» **Problem to work on**
Work out how many lines in the listing below include the word "display"; answer with the number alone.

» **Provided data**
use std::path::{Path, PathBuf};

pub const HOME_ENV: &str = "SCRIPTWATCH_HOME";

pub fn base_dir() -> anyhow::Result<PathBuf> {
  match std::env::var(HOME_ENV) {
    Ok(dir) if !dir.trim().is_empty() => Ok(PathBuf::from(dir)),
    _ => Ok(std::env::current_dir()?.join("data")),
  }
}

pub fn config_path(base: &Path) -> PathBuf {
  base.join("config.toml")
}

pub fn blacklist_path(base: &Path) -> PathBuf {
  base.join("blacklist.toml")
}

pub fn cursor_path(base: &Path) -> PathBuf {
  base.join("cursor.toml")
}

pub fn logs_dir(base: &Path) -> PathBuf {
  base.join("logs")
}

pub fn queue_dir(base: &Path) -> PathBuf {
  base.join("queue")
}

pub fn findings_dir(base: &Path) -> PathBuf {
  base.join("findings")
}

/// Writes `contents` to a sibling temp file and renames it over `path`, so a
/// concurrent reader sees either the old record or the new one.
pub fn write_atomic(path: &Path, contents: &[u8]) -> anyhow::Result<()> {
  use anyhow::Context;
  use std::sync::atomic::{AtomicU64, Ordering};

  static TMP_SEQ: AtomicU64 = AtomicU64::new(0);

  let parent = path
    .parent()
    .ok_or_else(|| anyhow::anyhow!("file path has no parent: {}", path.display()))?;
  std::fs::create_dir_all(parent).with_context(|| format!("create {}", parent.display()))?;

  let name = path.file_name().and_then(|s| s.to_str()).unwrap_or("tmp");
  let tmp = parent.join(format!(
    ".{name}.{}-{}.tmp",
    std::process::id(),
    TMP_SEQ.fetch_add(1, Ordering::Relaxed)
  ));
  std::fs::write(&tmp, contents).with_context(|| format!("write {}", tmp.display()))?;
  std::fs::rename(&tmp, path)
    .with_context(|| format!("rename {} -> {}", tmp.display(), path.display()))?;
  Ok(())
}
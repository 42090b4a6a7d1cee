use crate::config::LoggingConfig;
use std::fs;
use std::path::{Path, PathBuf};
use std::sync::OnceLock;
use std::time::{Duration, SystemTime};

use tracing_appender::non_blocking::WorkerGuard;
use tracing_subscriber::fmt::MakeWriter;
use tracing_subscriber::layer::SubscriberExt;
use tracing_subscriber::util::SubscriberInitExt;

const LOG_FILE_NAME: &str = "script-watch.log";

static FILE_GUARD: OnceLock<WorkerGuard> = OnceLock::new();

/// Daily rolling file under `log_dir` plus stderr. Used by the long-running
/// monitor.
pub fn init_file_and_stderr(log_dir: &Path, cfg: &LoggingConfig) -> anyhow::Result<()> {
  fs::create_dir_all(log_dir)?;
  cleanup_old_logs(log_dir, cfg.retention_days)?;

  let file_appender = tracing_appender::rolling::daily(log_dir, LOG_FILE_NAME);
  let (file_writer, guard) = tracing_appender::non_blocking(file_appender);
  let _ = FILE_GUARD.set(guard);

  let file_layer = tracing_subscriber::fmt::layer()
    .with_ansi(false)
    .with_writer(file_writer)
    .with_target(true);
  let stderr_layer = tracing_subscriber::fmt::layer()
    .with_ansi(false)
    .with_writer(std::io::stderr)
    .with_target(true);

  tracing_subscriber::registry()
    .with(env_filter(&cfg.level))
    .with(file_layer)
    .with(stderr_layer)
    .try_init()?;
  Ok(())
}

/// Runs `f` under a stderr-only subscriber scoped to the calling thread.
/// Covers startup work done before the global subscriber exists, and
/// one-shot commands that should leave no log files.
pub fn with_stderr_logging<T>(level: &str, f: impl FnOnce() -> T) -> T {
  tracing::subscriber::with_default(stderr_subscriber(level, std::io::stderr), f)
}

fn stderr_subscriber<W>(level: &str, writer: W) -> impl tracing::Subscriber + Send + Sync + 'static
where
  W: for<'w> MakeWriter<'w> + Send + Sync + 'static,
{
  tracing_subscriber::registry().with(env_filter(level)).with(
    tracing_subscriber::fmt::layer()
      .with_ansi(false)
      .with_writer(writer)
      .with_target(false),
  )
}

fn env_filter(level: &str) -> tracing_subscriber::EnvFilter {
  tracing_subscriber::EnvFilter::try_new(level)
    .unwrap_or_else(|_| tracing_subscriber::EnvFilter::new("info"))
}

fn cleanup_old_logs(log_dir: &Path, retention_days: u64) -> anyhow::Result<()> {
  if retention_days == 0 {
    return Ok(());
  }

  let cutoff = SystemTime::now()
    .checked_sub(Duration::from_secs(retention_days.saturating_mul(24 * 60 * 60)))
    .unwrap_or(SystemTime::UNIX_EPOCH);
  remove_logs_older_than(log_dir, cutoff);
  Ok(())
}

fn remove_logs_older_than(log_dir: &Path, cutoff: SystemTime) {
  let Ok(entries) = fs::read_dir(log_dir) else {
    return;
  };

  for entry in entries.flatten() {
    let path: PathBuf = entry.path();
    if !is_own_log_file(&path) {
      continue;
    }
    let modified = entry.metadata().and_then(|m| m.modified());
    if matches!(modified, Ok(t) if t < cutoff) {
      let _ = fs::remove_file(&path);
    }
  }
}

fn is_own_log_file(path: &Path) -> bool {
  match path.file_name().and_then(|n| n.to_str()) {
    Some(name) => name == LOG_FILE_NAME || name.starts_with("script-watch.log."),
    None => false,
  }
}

» **Output below**
4